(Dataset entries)
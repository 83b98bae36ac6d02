use std::path::{Path, PathBuf};

use russh::keys::ssh_key::{HashAlg, PrivateKey};

use crate::error::SshError;

/// Expand `~` and environment variables in a configured key path
pub fn expand_key_path(raw: &str) -> PathBuf {
    match shellexpand::full(raw) {
        Ok(expanded) => PathBuf::from(expanded.into_owned()),
        Err(e) => {
            tracing::debug!("Failed to expand key path {}: {}", raw, e);
            PathBuf::from(shellexpand::tilde(raw).into_owned())
        }
    }
}

/// Load an unencrypted private key (OpenSSH, PEM or PKCS#8)
pub fn load_private_key(path: &Path) -> Result<PrivateKey, SshError> {
    if !path.exists() {
        return Err(SshError::KeyMissing {
            path: path.to_path_buf(),
        });
    }

    let key = russh::keys::load_secret_key(path, None).map_err(|source| SshError::InvalidKey {
        path: path.to_path_buf(),
        source,
    })?;

    tracing::debug!(
        "Loaded {} key {} from {}",
        key.algorithm(),
        key.public_key().fingerprint(HashAlg::Sha256),
        path.display()
    );

    Ok(key)
}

### Work order
Start at the line containing "pub fn load_private_key(path: &Path)" and transcribe through the end of the entries. Please keep both ends and add nothing.

### Solved problem
pub fn load_private_key(path: &Path) -> Result<PrivateKey, SshError> {
    if !path.exists() {
        return Err(SshError::KeyMissing {
            path: path.to_path_buf(),
        });
    }

    let key = russh::keys::load_secret_key(path, None).map_err(|source| SshError::InvalidKey {
        path: path.to_path_buf(),
        source,
    })?;

    tracing::debug!(
        "Loaded {} key {} from {}",
        key.algorithm(),
        key.public_key().fingerprint(HashAlg::Sha256),
        path.display()
    );

    Ok(key)
}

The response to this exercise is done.